While the yacht continued searching for the submarine, she kept within sight of the sinking Messidor which her crewmen could see plainly in the moonlight. At 2025, the patrol craft passed within hailing distance of Kodama which was busy picking up survivors, asking for a count on the survivors and the missing. Kodama replied that she had not finished counting; after telling the trawler to steam in a circle and continue counting until totals had been reached, Venetia continued the search for the U-boat.

Venetia neared Kodama again shortly under an hour later, and ascertained the count of survivors to be 33, with one man missing. Porterfield—not at all certain that Messidor would sink—wondered if he should not retain Messidor's officers to accompany the steamer to port in case she could be towed in. He prepared a wireless message to Algiers asking for a tug and escort to either Algiers or Bougie, and stating that he would stand by Messidor until 0500 the next morning. However, all of his speculations were soon rendered academic, as Messidor began listing rapidly to starboard at 2230. Ten minutes later, the freighter rolled over and sank. Venetia then headed northward to catch up with the convoy and joined at 0746 on 24 July; two days later, the convoy arrived at Genoa without further incident.

=== Continued convoy escort duty ===

Venetia returned to Gibraltar with a 20-ship convoy on 1 August after an uneventful passage. The next day, Comdr. Porterfield was relieved by Capt. C. F. Howell, USCG, as commanding officer. On the 16th of that month, the armed yacht began a refit and overhaul at Gibraltar, entering drydock on the 26th for hull repairs. Venetia put to sea on 14 September with an 11-ship convoy and arrived at Genoa six days later. She returned to her home base on 26 September, convoying 19 ships safely to port.

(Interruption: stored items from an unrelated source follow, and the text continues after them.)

//! Email address type.

use core::fmt;

use serde::{Deserialize, Serialize};

/// Errors that can occur when parsing an [`Email`].
#[derive(thiserror::Error, Debug, Clone, PartialEq, Eq)]
pub enum EmailError {
    /// The input string is empty.
    #[error("email cannot be empty")]
    Empty,
    /// The input string is too long.
    #[error("email must be at most {max} characters")]
    TooLong {
        /// Maximum allowed length.
        max: usize,
    },
    /// The input contains whitespace.
    #[error("email cannot contain whitespace")]
    ContainsWhitespace,
    /// The input does not contain an @ symbol.
    #[error("email must contain an @ symbol")]
    MissingAtSymbol,
    /// The input contains more than one @ symbol.
    #[error("email must contain exactly one @ symbol")]
    MultipleAtSymbols,
    /// The local part (before @) is empty.
    #[error("email local part cannot be empty")]
    EmptyLocalPart,
    /// The domain part (after @) is empty.
    #[error("email domain cannot be empty")]
    EmptyDomain,
    /// The domain has no dot-separated top-level label.
    #[error("email domain must look like example.com")]
    InvalidDomain,
}

/// An email address.
///
/// Validation is intentionally shallow: the backend enforces uniqueness and
/// the mail provider is the real judge of deliverability. This type only
/// rejects strings that are obviously not addresses.
///
/// ## Constraints
///
/// - Length: 1-254 characters (RFC 5321 limit)
/// - No whitespace
/// - Exactly one @ symbol with a non-empty local part
/// - Domain contains a dot and neither starts nor ends with one
///
/// ## Examples
///
/// ```
/// use techlog_core::Email;
///
/// // Valid emails
/// assert!(Email::parse("user@example.com").is_ok());
/// assert!(Email::parse("user.name+tag@domain.co.uk").is_ok());
///
/// // Invalid emails
/// assert!(Email::parse("").is_err());             // empty
/// assert!(Email::parse("not-an-email").is_err()); // missing @
/// assert!(Email::parse("@domain.com").is_err());  // empty local part
/// assert!(Email::parse("user@domain").is_err());  // no TLD
/// ```
#[derive(Debug, Clone, Serialize, Deserialize, PartialEq, Eq, Hash)]
#[serde(transparent)]
pub struct Email(String);

impl Email {
    /// Maximum length of an email address (RFC 5321).
    pub const MAX_LENGTH: usize = 254;

    /// Parse an `Email` from a string.
    ///
    /// # Errors
    ///
    /// Returns an [`EmailError`] describing the first constraint the input
    /// violates.
    pub fn parse(s: &str) -> Result<Self, EmailError> {
        if s.is_empty() {
            return Err(EmailError::Empty);
        }

        if s.len() > Self::MAX_LENGTH {
            return Err(EmailError::TooLong {
                max: Self::MAX_LENGTH,
            });
        }

        if s.chars().any(char::is_whitespace) {
            return Err(EmailError::ContainsWhitespace);
        }

        let (local, domain) = s.split_once('@').ok_or(EmailError::MissingAtSymbol)?;

        if domain.contains('@') {
            return Err(EmailError::MultipleAtSymbols);
        }

        if local.is_empty() {
            return Err(EmailError::EmptyLocalPart);
        }

        if domain.is_empty() {
            return Err(EmailError::EmptyDomain);
        }

        if !domain.contains('.') || domain.starts_with('.') || domain.ends_with('.') {
            return Err(EmailError::InvalidDomain);
        }

        Ok(Self(s.to_owned()))
    }

    /// Parse user input: surrounding whitespace is trimmed and the address is
    /// lowercased before validation.
    ///
    /// # Errors
    ///
    /// Same as [`Email::parse`].
    pub fn parse_input(input: &str) -> Result<Self, EmailError> {
        Self::parse(&input.trim().to_lowercase())
    }

    /// Returns the email address as a string slice.
    #[must_use]
    pub fn as_str(&self) -> &str {
        &self.0
    }

    /// Consumes the `Email` and returns its inner string.
    #[must_use]
    pub fn into_inner(self) -> String {
        self.0
    }

    /// Returns the domain part of the email (after the @).
    #[must_use]
    pub fn domain(&self) -> &str {
        self.0.split('@').nth(1).unwrap_or("")
    }
}

impl fmt::Display for Email {
    fn fmt(&self, f: &mut fmt::Formatter<'_>) -> fmt::Result {
        write!(f, "{}", self.0)
    }
}

impl std::str::FromStr for Email {
    type Err = EmailError;

    fn from_str(s: &str) -> Result<Self, Self::Err> {
        Self::parse(s)
    }
}

impl AsRef<str> for Email {
    fn as_ref(&self) -> &str {
        &self.0
    }
}

#[cfg(test)]
#[allow(clippy::unwrap_used)]
mod tests {
    use super::*;

    #[test]
    fn test_parse_valid_emails() {
        assert!(Email::parse("user@example.com").is_ok());
        assert!(Email::parse("user.name@example.com").is_ok());
        assert!(Email::parse("user+tag@example.com").is_ok());
        assert!(Email::parse("user@subdomain.example.com").is_ok());
        assert!(Email::parse("user@example.co.uk").is_ok());
        assert!(Email::parse("a@b.c").is_ok());
    }

    #[test]
    fn test_parse_empty() {
        assert_eq!(Email::parse(""), Err(EmailError::Empty));
    }

    #[test]
    fn test_parse_too_long() {
        let long = format!("{}@example.com", "a".repeat(250));
        assert!(matches!(
            Email::parse(&long),
            Err(EmailError::TooLong { .. })
        ));
    }

    #[test]
    fn test_parse_not_an_email() {
        assert_eq!(
            Email::parse("not-an-email"),
            Err(EmailError::MissingAtSymbol)
        );
    }

    #[test]
    fn test_parse_whitespace() {
        assert_eq!(
            Email::parse("user @example.com"),
            Err(EmailError::ContainsWhitespace)
        );
    }

    #[test]
    fn test_parse_multiple_at() {
        assert_eq!(
            Email::parse("a@b@example.com"),
            Err(EmailError::MultipleAtSymbols)
        );
    }

    #[test]
    fn test_parse_empty_local_part() {
        assert_eq!(
            Email::parse("@domain.com"),
            Err(EmailError::EmptyLocalPart)
        );
    }

    #[test]
    fn test_parse_empty_domain() {
        assert_eq!(Email::parse("user@"), Err(EmailError::EmptyDomain));
    }

    #[test]
    fn test_parse_domain_without_tld() {
        assert_eq!(Email::parse("user@domain"), Err(EmailError::InvalidDomain));
        assert_eq!(
            Email::parse("user@.domain"),
            Err(EmailError::InvalidDomain)
        );
        assert_eq!(
            Email::parse("user@domain."),
            Err(EmailError::InvalidDomain)
        );
    }

    #[test]
    fn test_parse_input_normalizes() {
        let email = Email::parse_input("  Reader@Example.COM \n").unwrap();
        assert_eq!(email.as_str(), "reader@example.com");
    }

    #[test]
    fn test_domain() {
        let email = Email::parse("user@example.com").unwrap();
        assert_eq!(email.domain(), "example.com");
    }

    #[test]
    fn test_serde_is_transparent() {
        let email = Email::parse("user@example.com").unwrap();
        let json = serde_json::to_string(&email).unwrap();
        assert_eq!(json, "\"user@example.com\"");
    }
}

Venetia subsequently conducted two more round-trip convoy escort voyages—one to Genoa and one to Bizerte—before she departed Gibraltar on 6 November, bound for Madeira, in company with Surveyor. The ships arrived at Funchal, Madeira, on the 9th, and Venetia departed on the 11th, the day that the armistice was signed at Compiègne, France, ending World War I. The armed yacht made arrival at Ponta Delgada, in the Azores, on the 13th, en route to Gibraltar, which she reached on the 19th.

== Post-war operations ==

During her last month in European waters, Venetia made a round-trip voyage to Portugal before sailing for the United States on 21 December, towing SC-223, as part of a homeward-bound subchaser detachment built around the tender Hannibal. Later towing SC-330, the yacht reached Ponta Delgada on the day after Christmas. Subsequently, touching at St. Thomas, Virgin Islands; Santo Domingo, Dominican Republic; and Port-au-Prince, Haiti, Venetia arrived at Guantanamo Bay on 31 January 1919.

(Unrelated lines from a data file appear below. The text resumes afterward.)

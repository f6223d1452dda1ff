//! Newsletter subscription route handlers.
//!
//! The form posts through HTMX and swaps itself with the result fragment;
//! a plain form post gets the whole page back.

use askama::Template;
use askama_web::WebTemplate;
use axum::{
    Form,
    extract::State,
    http::HeaderMap,
    response::{IntoResponse, Response},
};
use serde::Deserialize;
use tracing::instrument;

use crate::filters;
use crate::middleware::CurrentViewer;
use crate::pages::subscribe;
use crate::pages::{Navbar, SubscribeState};
use crate::services::ContentRepository;
use crate::state::AppState;

/// Subscribe form data.
#[derive(Debug, Deserialize)]
pub struct SubscribeForm {
    #[serde(default)]
    pub email: String,
}

/// Subscribe page template.
#[derive(Template, WebTemplate)]
#[template(path = "subscribe.html")]
pub struct SubscribeTemplate {
    pub navbar: Navbar,
    pub form: SubscribeState,
}

/// Subscribe form fragment (replaces the form via HTMX).
#[derive(Template, WebTemplate)]
#[template(path = "partials/subscribe_form.html")]
pub struct SubscribeFormTemplate {
    pub form: SubscribeState,
}

/// Display the subscribe page.
#[instrument(skip(viewer))]
pub async fn show(CurrentViewer(viewer): CurrentViewer) -> SubscribeTemplate {
    SubscribeTemplate {
        navbar: Navbar::for_viewer(&viewer),
        form: SubscribeState::Idle,
    }
}

/// Subscribe to the newsletter.
#[instrument(skip(state, viewer, headers, form))]
pub async fn submit(
    State(state): State<AppState>,
    CurrentViewer(viewer): CurrentViewer,
    headers: HeaderMap,
    Form(form): Form<SubscribeForm>,
) -> Response {
    let repo = ContentRepository::new(state.data(), viewer.access_token());
    let result = subscribe::submit(&repo, form.email).await;

    if headers.contains_key("HX-Request") {
        SubscribeFormTemplate { form: result }.into_response()
    } else {
        SubscribeTemplate {
            navbar: Navbar::for_viewer(&viewer),
            form: result,
        }
        .into_response()
    }
}
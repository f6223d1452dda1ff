//! Home page route handlers.

use askama::Template;
use askama_web::WebTemplate;
use axum::extract::State;
use tracing::instrument;

use crate::filters;
use crate::middleware::CurrentViewer;
use crate::pages::{ArticleListView, HomeController, Navbar};
use crate::services::{ContentRepository, Viewer};
use crate::state::AppState;

/// Home page template.
#[derive(Template, WebTemplate)]
#[template(path = "home.html")]
pub struct HomeTemplate {
    pub navbar: Navbar,
    pub list: ArticleListView,
}

/// Article list fragment, reloaded by HTMX after a delete.
#[derive(Template, WebTemplate)]
#[template(path = "partials/article_list.html")]
pub struct ArticleListTemplate {
    pub list: ArticleListView,
}

/// Run one home page load for the viewer.
pub(crate) async fn load_list(state: &AppState, viewer: &Viewer) -> ArticleListView {
    let repo = ContentRepository::new(state.data(), viewer.access_token());
    let mut home = HomeController::new(repo, viewer, state.config().seed_policy);
    home.load().await;
    ArticleListView::from_state(home.state(), viewer)
}

/// Display the home page.
#[instrument(skip(state, viewer))]
pub async fn home(
    State(state): State<AppState>,
    CurrentViewer(viewer): CurrentViewer,
) -> HomeTemplate {
    HomeTemplate {
        navbar: Navbar::for_viewer(&viewer),
        list: load_list(&state, &viewer).await,
    }
}

/// Article list fragment (HTMX).
///
/// Also serves the retry button, which re-enters `loading`.
#[instrument(skip(state, viewer))]
pub async fn article_list(
    State(state): State<AppState>,
    CurrentViewer(viewer): CurrentViewer,
) -> ArticleListTemplate {
    ArticleListTemplate {
        list: load_list(&state, &viewer).await,
    }
}
//! Viewer extractor.
//!
//! Resolves the current auth session and admin status once per request and
//! caches the result in request extensions, so the navbar, the page and every
//! article card share one `is_admin` round trip.

use axum::{extract::FromRequestParts, http::request::Parts};
use tower_sessions::Session;

use crate::error::set_sentry_user;
use crate::services::Viewer;
use crate::state::AppState;

/// Extractor for the current viewer (anonymous if there is no session).
///
/// # Example
///
/// ```rust,ignore
/// async fn handler(CurrentViewer(viewer): CurrentViewer) -> impl IntoResponse {
///     if viewer.is_admin() { "admin" } else { "reader" }
/// }
/// ```
pub struct CurrentViewer(pub Viewer);

impl FromRequestParts<AppState> for CurrentViewer {
    type Rejection = std::convert::Infallible;

    async fn from_request_parts(
        parts: &mut Parts,
        state: &AppState,
    ) -> Result<Self, Self::Rejection> {
        if let Some(viewer) = parts.extensions.get::<Viewer>() {
            return Ok(Self(viewer.clone()));
        }

        // Get the session from extensions (set by SessionManagerLayer)
        let Some(session) = parts.extensions.get::<Session>().cloned() else {
            tracing::warn!("No session layer in front of a viewer-aware route");
            return Ok(Self(Viewer::anonymous()));
        };

        let auth_session = state.session_store(session).current_session().await;
        let viewer = state.authz().resolve(auth_session).await;

        if let Some(user) = viewer.user() {
            set_sentry_user(&user.id, user.email.as_deref());
        }
        parts.extensions.insert(viewer.clone());
        Ok(Self(viewer))
    }
}
#[async_trait]
impl AuthBackend for InMemoryBackend {
    async fn sign_in_with_password(
        &self,
        email: &Email,
        password: &SecretString,
    ) -> Result<AuthSession, BackendError> {
        let mut state = self.lock();
        let id = state
            .users
            .iter()
            .find(|user| &user.email == email && user.password == password.expose_secret())
            .map(|user| user.id.clone())
            .ok_or_else(|| auth_error(400, "invalid_credentials", "Invalid login credentials"))?;
        state.issue_session(&id)
    }

    async fn sign_up(
        &self,
        email: &Email,
        password: &SecretString,
    ) -> Result<SignUpOutcome, BackendError> {
        if password.expose_secret().chars().count() < 6 {
            return Err(auth_error(
                422,
                "weak_password",
                "Password should be at least 6 characters.",
            ));
        }
        let mut state = self.lock();
        if state.users.iter().any(|user| &user.email == email) {
            return Err(auth_error(
                422,
                "user_already_exists",
                "User already registered",
            ));
        }
        let id = UserId::new(uuid::Uuid::new_v4().to_string());
        let created_at = state.tick();
        state.users.push(FakeUser {
            id: id.clone(),
            email: email.clone(),
            password: password.expose_secret().to_string(),
            role: Role::None,
            created_at,
        });
        if self.require_confirmation.load(Ordering::SeqCst) {
            return Ok(SignUpOutcome::ConfirmationRequired {
                email: email.clone(),
            });
        }
        state.issue_session(&id).map(SignUpOutcome::SignedIn)
    }

    async fn refresh_session(&self, refresh_token: &str) -> Result<AuthSession, BackendError> {
        let mut state = self.lock();
        let id = state.refresh_tokens.remove(refresh_token).ok_or_else(|| {
            auth_error(
                400,
                "invalid_grant",
                "Invalid Refresh Token: Refresh Token Not Found",
            )
        })?;
        state.issue_session(&id)
    }

    async fn get_user(&self, access_token: &str) -> Result<AuthUser, BackendError> {
        let state = self.lock();
        state
            .user_by_token(Some(access_token))?
            .map(FakeUser::auth_user)
            .ok_or_else(|| auth_error(404, "user_not_found", "User not found"))
    }

    async fn sign_out(&self, access_token: &str) -> Result<(), BackendError> {
        if self.fail_sign_out.load(Ordering::SeqCst) {
            return Err(unavailable("logout"));
        }
        let mut state = self.lock();
        if let Some(id) = state.access_tokens.remove(access_token) {
            state.refresh_tokens.retain(|_, owner| owner != &id);
        }
        Ok(())
    }

    async fn send_password_recovery(
        &self,
        email: &Email,
        redirect_to: &str,
    ) -> Result<(), BackendError> {
        self.lock()
            .recovery_requests
            .push((email.clone(), redirect_to.to_string()));
        Ok(())
    }
}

== Post-war disposition ==

She transited the Panama Canal on 3 February and reached San Francisco on the 20th. One week later, on 27 February 1919, Venetia shifted to the Mare Island Navy Yard where she was decommissioned, and all of her military fittings were removed. She was returned to her owner on 4 April 1919.

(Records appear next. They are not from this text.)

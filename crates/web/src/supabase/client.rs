//! HTTP client for the hosted backend.

use std::time::Duration;

use async_trait::async_trait;
use reqwest::header::{HeaderMap, HeaderValue};
use reqwest::{Method, RequestBuilder, Response};
use secrecy::{ExposeSecret, SecretString};
use serde::de::DeserializeOwned;
use techlog_core::{ArticleId, Email};
use tracing::instrument;
use url::Url;

use super::{
    AdminUserView, Article, AuthBackend, AuthSession, AuthUser, BackendError, DataBackend,
    NewArticle, SignUpOutcome, Subscriber, TokenResponse,
};
use crate::config::{SupabaseConfig, anon_key};

/// Request timeout for every backend call.
const REQUEST_TIMEOUT: Duration = Duration::from_secs(30);

/// Client for the auth service and the table REST API.
///
/// Every request carries the project's anon key as `apikey`. The
/// `Authorization` header holds the caller's access token when there is one,
/// otherwise the anon key, which the backend treats as an anonymous caller.
#[derive(Clone)]
pub struct SupabaseClient {
    client: reqwest::Client,
    base_url: Url,
    anon_key: SecretString,
}

impl SupabaseClient {
    /// Create a new backend client.
    ///
    /// # Errors
    ///
    /// Returns error if the anon key is not a valid header value or the HTTP
    /// client fails to build.
    pub fn new(config: &SupabaseConfig) -> Result<Self, BackendError> {
        let mut headers = HeaderMap::new();
        headers.insert(
            "apikey",
            HeaderValue::from_str(anon_key(config))
                .map_err(|e| BackendError::Parse(format!("Invalid anon key format: {e}")))?,
        );

        let client = reqwest::Client::builder()
            .default_headers(headers)
            .timeout(REQUEST_TIMEOUT)
            .build()?;

        Ok(Self {
            client,
            base_url: config.url.clone(),
            anon_key: config.anon_key.clone(),
        })
    }

    /// Resolve an endpoint path against the project URL.
    fn endpoint(&self, path: &str) -> Result<Url, BackendError> {
        Ok(self.base_url.join(path)?)
    }

    /// Start a request with the bearer token for `auth` (or the anon key).
    fn request(&self, method: Method, url: Url, auth: Option<&str>) -> RequestBuilder {
        let token = auth.unwrap_or_else(|| self.anon_key.expose_secret());
        self.client.request(method, url).bearer_auth(token)
    }

    async fn token_grant(
        &self,
        grant_type: &str,
        body: serde_json::Value,
    ) -> Result<AuthSession, BackendError> {
        let mut url = self.endpoint("auth/v1/token")?;
        url.query_pairs_mut().append_pair("grant_type", grant_type);

        let response = self
            .request(Method::POST, url, None)
            .json(&body)
            .send()
            .await?;
        let token: TokenResponse = parse_json(response).await?;
        Ok(token.into_session())
    }

    fn table_url(&self, table: &str) -> Result<Url, BackendError> {
        let mut url = self.endpoint(&format!("rest/v1/{table}"))?;
        url.query_pairs_mut()
            .append_pair("select", "*")
            .append_pair("order", "created_at.desc");
        Ok(url)
    }

    async fn rpc<T: DeserializeOwned>(
        &self,
        auth: Option<&str>,
        function: &str,
    ) -> Result<T, BackendError> {
        let url = self.endpoint(&format!("rest/v1/rpc/{function}"))?;
        let response = self
            .request(Method::POST, url, auth)
            .json(&serde_json::json!({}))
            .send()
            .await?;
        parse_json(response).await
    }
}

#[async_trait]
impl AuthBackend for SupabaseClient {
    #[instrument(skip(self, password), fields(email = %email))]
    async fn sign_in_with_password(
        &self,
        email: &Email,
        password: &SecretString,
    ) -> Result<AuthSession, BackendError> {
        self.token_grant(
            "password",
            serde_json::json!({
                "email": email.as_str(),
                "password": password.expose_secret(),
            }),
        )
        .await
    }

    #[instrument(skip(self, password), fields(email = %email))]
    async fn sign_up(
        &self,
        email: &Email,
        password: &SecretString,
    ) -> Result<SignUpOutcome, BackendError> {
        let url = self.endpoint("auth/v1/signup")?;
        let response = self
            .request(Method::POST, url, None)
            .json(&serde_json::json!({
                "email": email.as_str(),
                "password": password.expose_secret(),
            }))
            .send()
            .await?;
        let body: serde_json::Value = parse_json(response).await?;

        // With email confirmation enabled the backend returns the bare user
        // and no tokens.
        if body.get("access_token").is_some() {
            let token: TokenResponse =
                serde_json::from_value(body).map_err(|e| BackendError::Parse(e.to_string()))?;
            Ok(SignUpOutcome::SignedIn(token.into_session()))
        } else {
            Ok(SignUpOutcome::ConfirmationRequired {
                email: email.clone(),
            })
        }
    }

    #[instrument(skip_all)]
    async fn refresh_session(&self, refresh_token: &str) -> Result<AuthSession, BackendError> {
        self.token_grant(
            "refresh_token",
            serde_json::json!({ "refresh_token": refresh_token }),
        )
        .await
    }

    #[instrument(skip_all)]
    async fn get_user(&self, access_token: &str) -> Result<AuthUser, BackendError> {
        let url = self.endpoint("auth/v1/user")?;
        let response = self
            .request(Method::GET, url, Some(access_token))
            .send()
            .await?;
        parse_json(response).await
    }

    #[instrument(skip_all)]
    async fn sign_out(&self, access_token: &str) -> Result<(), BackendError> {
        let url = self.endpoint("auth/v1/logout")?;
        let response = self
            .request(Method::POST, url, Some(access_token))
            .send()
            .await?;
        check_status(response).await.map(drop)
    }

    #[instrument(skip(self), fields(email = %email))]
    async fn send_password_recovery(
        &self,
        email: &Email,
        redirect_to: &str,
    ) -> Result<(), BackendError> {
        let mut url = self.endpoint("auth/v1/recover")?;
        url.query_pairs_mut().append_pair("redirect_to", redirect_to);
        let response = self
            .request(Method::POST, url, None)
            .json(&serde_json::json!({ "email": email.as_str() }))
            .send()
            .await?;
        check_status(response).await.map(drop)
    }
}

#[async_trait]
impl DataBackend for SupabaseClient {
    #[instrument(skip_all)]
    async fn select_articles(&self, auth: Option<&str>) -> Result<Vec<Article>, BackendError> {
        let url = self.table_url("articles")?;
        let response = self.request(Method::GET, url, auth).send().await?;
        parse_json(response).await
    }

    #[instrument(skip(self, auth, article), fields(title = %article.title))]
    async fn insert_article(
        &self,
        auth: Option<&str>,
        article: &NewArticle,
    ) -> Result<Article, BackendError> {
        let url = self.endpoint("rest/v1/articles")?;
        let response = self
            .request(Method::POST, url, auth)
            .header("Prefer", "return=representation")
            .json(article)
            .send()
            .await?;
        let rows: Vec<Article> = parse_json(response).await?;
        rows.into_iter()
            .next()
            .ok_or_else(|| BackendError::Parse("insert returned no row".to_string()))
    }

    #[instrument(skip(self, auth), fields(article_id = %id))]
    async fn delete_article(
        &self,
        auth: Option<&str>,
        id: &ArticleId,
    ) -> Result<(), BackendError> {
        let mut url = self.endpoint("rest/v1/articles")?;
        url.query_pairs_mut()
            .append_pair("id", &format!("eq.{id}"));
        let response = self.request(Method::DELETE, url, auth).send().await?;
        check_status(response).await.map(drop)
    }

    #[instrument(skip_all)]
    async fn select_subscribers(
        &self,
        auth: Option<&str>,
    ) -> Result<Vec<Subscriber>, BackendError> {
        let url = self.table_url("subscribers")?;
        let response = self.request(Method::GET, url, auth).send().await?;
        parse_json(response).await
    }

    #[instrument(skip(self, auth), fields(email = %email))]
    async fn insert_subscriber(
        &self,
        auth: Option<&str>,
        email: &Email,
    ) -> Result<(), BackendError> {
        let url = self.endpoint("rest/v1/subscribers")?;
        let response = self
            .request(Method::POST, url, auth)
            .header("Prefer", "return=minimal")
            .json(&serde_json::json!({ "email": email.as_str() }))
            .send()
            .await?;
        check_status(response).await.map(drop)
    }

    #[instrument(skip_all)]
    async fn rpc_is_admin(&self, auth: Option<&str>) -> Result<bool, BackendError> {
        self.rpc(auth, "is_admin").await
    }

    #[instrument(skip_all)]
    async fn rpc_get_admin_users(
        &self,
        auth: Option<&str>,
    ) -> Result<Vec<AdminUserView>, BackendError> {
        self.rpc(auth, "get_admin_users").await
    }
}

// =============================================================================
// Response handling
// =============================================================================

/// Turn a non-success response into [`BackendError::Api`].
async fn check_status(response: Response) -> Result<Response, BackendError> {
    let status = response.status();
    if status.is_success() {
        return Ok(response);
    }

    let body = response.text().await.unwrap_or_default();
    let (code, message) = parse_error_body(&body);
    Err(BackendError::Api {
        status: status.as_u16(),
        code,
        message,
    })
}

async fn parse_json<T: DeserializeOwned>(response: Response) -> Result<T, BackendError> {
    let response = check_status(response).await?;
    response
        .json()
        .await
        .map_err(|e| BackendError::Parse(e.to_string()))
}

/// Extract `(code, message)` from an error body.
///
/// The REST API reports `{code, message}`; the auth service uses either
/// `{code, msg}` or `{error, error_description}`. Anything else is passed
/// through as the message.
fn parse_error_body(body: &str) -> (Option<String>, String) {
    let Ok(value) = serde_json::from_str::<serde_json::Value>(body) else {
        return (None, body.trim().to_string());
    };

    let code = ["code", "error_code", "error"]
        .iter()
        .find_map(|key| match value.get(key) {
            Some(serde_json::Value::String(s)) => Some(s.clone()),
            Some(serde_json::Value::Number(n)) => Some(n.to_string()),
            _ => None,
        });
    let message = ["message", "msg", "error_description", "error"]
        .iter()
        .find_map(|key| value.get(key).and_then(serde_json::Value::as_str))
        .map_or_else(|| body.trim().to_string(), String::from);

    (code, message)
}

== Continued maritime service ==

Venetia remained under the ownership of the entrepreneur John D. Spreckles until his death in June 1926. The graceful yacht was then sold to James Playfair, of Midland, Ontario, who owned the ship from 1928 to 1939. The ownership of the erstwhile convoy escort and patrol craft changed hands again in 1940, when R. S. Misener acquired the ship. After some 65 years in operation—the latter years on the Great Lakes—she disappeared from the Lloyd's Register of Yachts in 1968.